[Dataset records]
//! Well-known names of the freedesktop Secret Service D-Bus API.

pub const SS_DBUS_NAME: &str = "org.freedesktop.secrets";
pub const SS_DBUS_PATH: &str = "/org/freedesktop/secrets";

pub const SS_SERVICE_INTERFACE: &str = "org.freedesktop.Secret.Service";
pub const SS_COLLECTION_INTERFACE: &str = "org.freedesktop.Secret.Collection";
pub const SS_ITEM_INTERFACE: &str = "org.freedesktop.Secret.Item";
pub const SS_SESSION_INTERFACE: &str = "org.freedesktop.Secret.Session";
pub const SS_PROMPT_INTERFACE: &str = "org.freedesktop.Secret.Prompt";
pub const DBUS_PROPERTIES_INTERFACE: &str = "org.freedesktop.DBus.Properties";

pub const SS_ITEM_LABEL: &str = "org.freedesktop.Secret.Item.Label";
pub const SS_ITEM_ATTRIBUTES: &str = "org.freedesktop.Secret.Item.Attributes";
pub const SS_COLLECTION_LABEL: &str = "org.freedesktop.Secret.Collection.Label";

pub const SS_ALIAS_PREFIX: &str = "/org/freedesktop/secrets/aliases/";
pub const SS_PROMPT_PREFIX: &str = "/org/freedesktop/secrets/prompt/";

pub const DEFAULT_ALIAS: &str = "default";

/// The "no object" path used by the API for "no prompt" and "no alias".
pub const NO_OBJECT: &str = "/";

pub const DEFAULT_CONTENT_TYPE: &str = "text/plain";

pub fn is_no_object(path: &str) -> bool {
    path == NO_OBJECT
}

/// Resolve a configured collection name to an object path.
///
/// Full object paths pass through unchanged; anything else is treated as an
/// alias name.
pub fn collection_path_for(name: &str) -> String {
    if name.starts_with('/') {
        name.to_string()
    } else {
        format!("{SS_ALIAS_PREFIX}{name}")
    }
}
[/Dataset records]
[Dataset records]
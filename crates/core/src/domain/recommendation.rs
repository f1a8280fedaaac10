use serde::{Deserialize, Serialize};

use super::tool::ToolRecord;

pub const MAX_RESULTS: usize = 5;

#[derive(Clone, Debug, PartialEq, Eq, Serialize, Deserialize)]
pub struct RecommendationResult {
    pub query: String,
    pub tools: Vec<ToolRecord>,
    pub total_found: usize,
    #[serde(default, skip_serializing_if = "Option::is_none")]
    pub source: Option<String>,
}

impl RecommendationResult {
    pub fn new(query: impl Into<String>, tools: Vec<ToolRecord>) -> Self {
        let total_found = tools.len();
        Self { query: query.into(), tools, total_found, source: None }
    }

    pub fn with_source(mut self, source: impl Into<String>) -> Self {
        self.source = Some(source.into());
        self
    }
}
[/Dataset records]
[Dataset records]
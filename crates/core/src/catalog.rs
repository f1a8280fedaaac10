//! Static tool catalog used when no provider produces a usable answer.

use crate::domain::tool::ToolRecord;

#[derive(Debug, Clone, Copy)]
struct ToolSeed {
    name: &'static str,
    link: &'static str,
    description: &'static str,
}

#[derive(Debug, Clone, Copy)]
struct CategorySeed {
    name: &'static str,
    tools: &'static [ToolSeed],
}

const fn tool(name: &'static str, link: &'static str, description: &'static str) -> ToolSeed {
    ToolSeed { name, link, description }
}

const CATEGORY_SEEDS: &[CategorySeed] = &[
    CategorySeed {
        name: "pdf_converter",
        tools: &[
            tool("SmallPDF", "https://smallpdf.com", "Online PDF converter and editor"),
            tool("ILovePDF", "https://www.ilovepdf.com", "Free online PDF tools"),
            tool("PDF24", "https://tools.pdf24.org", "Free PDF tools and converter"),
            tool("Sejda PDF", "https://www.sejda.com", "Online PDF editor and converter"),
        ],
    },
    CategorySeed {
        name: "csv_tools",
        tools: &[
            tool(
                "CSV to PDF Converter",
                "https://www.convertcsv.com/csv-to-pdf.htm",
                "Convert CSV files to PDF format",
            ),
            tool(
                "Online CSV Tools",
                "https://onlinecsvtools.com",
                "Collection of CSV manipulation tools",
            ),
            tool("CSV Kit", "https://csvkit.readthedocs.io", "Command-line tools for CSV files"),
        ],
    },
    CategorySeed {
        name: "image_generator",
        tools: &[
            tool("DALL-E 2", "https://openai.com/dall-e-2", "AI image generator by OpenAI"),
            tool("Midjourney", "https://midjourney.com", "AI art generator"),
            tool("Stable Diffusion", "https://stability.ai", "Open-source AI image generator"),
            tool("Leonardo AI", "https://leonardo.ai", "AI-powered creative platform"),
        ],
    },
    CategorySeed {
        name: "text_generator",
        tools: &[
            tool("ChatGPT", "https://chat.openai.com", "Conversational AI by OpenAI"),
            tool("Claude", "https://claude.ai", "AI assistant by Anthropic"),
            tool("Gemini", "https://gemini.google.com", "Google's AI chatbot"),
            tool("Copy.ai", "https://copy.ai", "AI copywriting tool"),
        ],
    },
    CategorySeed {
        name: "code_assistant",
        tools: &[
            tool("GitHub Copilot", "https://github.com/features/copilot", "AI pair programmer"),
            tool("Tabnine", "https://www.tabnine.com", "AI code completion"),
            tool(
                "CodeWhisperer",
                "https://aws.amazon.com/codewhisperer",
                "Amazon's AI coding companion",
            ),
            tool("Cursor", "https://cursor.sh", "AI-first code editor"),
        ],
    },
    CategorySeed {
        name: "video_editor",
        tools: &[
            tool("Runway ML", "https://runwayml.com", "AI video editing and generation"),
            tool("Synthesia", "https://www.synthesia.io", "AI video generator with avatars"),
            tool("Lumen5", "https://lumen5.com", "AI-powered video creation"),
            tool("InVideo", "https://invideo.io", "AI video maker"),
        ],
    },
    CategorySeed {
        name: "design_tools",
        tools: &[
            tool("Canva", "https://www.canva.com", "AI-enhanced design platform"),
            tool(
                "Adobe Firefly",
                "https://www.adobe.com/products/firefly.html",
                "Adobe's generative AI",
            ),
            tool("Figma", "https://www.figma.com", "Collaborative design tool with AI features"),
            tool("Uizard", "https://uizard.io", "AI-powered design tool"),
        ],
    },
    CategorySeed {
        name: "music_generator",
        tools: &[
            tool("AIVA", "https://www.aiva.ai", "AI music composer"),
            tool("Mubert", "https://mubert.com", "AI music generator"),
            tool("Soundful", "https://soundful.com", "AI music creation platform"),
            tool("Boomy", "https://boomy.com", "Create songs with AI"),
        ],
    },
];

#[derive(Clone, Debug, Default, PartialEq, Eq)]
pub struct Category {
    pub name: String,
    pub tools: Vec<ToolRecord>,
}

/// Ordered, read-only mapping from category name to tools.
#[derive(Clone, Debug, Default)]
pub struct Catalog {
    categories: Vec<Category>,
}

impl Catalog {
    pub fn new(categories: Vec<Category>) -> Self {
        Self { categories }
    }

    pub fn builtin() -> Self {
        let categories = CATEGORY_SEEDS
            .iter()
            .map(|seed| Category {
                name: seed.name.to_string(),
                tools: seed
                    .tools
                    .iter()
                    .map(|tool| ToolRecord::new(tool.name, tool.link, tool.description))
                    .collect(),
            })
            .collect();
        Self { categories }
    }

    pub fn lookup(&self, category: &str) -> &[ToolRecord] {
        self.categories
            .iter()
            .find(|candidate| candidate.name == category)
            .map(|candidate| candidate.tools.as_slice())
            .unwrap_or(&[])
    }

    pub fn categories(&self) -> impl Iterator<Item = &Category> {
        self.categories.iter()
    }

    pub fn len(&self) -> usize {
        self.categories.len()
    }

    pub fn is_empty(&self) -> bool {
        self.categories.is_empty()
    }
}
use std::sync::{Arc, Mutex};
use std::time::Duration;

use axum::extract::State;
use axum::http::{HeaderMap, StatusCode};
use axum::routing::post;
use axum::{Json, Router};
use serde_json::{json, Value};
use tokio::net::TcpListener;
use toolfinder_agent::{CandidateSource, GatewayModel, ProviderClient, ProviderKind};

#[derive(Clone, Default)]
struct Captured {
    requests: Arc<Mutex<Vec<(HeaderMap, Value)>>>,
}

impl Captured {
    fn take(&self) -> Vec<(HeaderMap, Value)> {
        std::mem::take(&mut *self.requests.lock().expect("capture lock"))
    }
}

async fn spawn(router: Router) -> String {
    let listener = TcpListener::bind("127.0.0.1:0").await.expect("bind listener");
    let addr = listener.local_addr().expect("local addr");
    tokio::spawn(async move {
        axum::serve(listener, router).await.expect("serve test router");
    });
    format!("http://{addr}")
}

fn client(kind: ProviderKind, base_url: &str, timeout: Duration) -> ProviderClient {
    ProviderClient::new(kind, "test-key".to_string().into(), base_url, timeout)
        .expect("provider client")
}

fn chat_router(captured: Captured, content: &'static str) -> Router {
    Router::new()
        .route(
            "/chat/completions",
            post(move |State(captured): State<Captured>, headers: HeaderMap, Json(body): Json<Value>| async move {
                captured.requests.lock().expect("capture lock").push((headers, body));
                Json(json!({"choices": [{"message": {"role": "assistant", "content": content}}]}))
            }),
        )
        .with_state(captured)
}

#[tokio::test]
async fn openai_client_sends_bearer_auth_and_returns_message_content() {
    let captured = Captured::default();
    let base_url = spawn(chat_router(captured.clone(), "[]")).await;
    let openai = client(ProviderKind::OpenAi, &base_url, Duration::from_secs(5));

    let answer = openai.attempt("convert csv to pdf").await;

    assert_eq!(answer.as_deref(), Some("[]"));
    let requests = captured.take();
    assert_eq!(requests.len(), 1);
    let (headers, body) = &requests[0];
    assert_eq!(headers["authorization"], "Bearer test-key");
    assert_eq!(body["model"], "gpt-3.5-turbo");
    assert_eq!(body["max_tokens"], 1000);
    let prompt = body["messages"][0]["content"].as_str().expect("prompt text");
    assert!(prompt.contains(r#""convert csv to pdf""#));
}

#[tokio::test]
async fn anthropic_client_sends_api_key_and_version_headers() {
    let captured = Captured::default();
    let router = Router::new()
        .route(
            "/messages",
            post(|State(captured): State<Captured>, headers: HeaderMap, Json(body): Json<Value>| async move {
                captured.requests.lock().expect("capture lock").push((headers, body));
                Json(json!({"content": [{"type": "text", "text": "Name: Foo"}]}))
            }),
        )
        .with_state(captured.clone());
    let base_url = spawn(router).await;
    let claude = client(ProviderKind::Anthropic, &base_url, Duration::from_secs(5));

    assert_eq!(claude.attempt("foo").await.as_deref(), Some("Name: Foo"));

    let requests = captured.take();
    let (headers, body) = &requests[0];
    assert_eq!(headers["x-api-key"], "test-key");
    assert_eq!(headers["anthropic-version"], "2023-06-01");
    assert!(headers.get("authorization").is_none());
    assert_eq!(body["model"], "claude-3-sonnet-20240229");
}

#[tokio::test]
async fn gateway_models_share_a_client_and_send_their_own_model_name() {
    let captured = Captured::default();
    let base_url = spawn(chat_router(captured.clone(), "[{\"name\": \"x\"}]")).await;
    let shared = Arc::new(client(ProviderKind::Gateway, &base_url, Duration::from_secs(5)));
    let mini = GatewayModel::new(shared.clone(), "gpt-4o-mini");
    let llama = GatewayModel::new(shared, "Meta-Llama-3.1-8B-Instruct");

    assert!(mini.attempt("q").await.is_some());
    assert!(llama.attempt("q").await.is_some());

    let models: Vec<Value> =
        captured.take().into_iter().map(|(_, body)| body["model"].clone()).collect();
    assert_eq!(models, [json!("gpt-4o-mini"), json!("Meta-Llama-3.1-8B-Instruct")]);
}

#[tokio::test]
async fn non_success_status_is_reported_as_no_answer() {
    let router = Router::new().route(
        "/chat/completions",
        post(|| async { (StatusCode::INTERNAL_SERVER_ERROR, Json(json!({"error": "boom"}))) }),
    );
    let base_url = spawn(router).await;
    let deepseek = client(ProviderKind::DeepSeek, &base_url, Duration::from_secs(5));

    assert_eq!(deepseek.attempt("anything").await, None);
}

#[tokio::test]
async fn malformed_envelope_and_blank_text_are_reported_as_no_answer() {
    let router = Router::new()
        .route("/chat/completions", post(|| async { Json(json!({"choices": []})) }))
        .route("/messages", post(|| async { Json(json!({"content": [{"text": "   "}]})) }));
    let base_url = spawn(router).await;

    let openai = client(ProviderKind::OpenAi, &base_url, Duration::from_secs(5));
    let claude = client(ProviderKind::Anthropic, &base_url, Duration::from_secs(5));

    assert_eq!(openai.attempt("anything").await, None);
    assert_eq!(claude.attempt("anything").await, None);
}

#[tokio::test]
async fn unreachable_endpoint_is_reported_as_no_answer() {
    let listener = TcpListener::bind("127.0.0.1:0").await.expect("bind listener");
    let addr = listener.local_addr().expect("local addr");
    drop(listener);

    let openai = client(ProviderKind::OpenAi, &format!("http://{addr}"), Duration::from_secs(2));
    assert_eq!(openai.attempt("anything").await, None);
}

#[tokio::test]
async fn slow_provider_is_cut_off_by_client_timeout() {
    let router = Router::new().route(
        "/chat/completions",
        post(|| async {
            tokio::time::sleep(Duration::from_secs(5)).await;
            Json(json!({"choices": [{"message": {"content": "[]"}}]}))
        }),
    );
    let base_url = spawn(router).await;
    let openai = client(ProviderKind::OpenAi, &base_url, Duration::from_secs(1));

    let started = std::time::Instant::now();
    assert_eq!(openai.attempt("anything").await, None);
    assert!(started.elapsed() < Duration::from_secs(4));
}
[/Dataset records]
- **What the exercise asks**: What lines in the material above hold the word "usize"? Pull them out.

- **Exercise response**:
pub const MAX_RESULTS: usize = 5;
    pub total_found: usize,
    pub fn len(&self) -> usize {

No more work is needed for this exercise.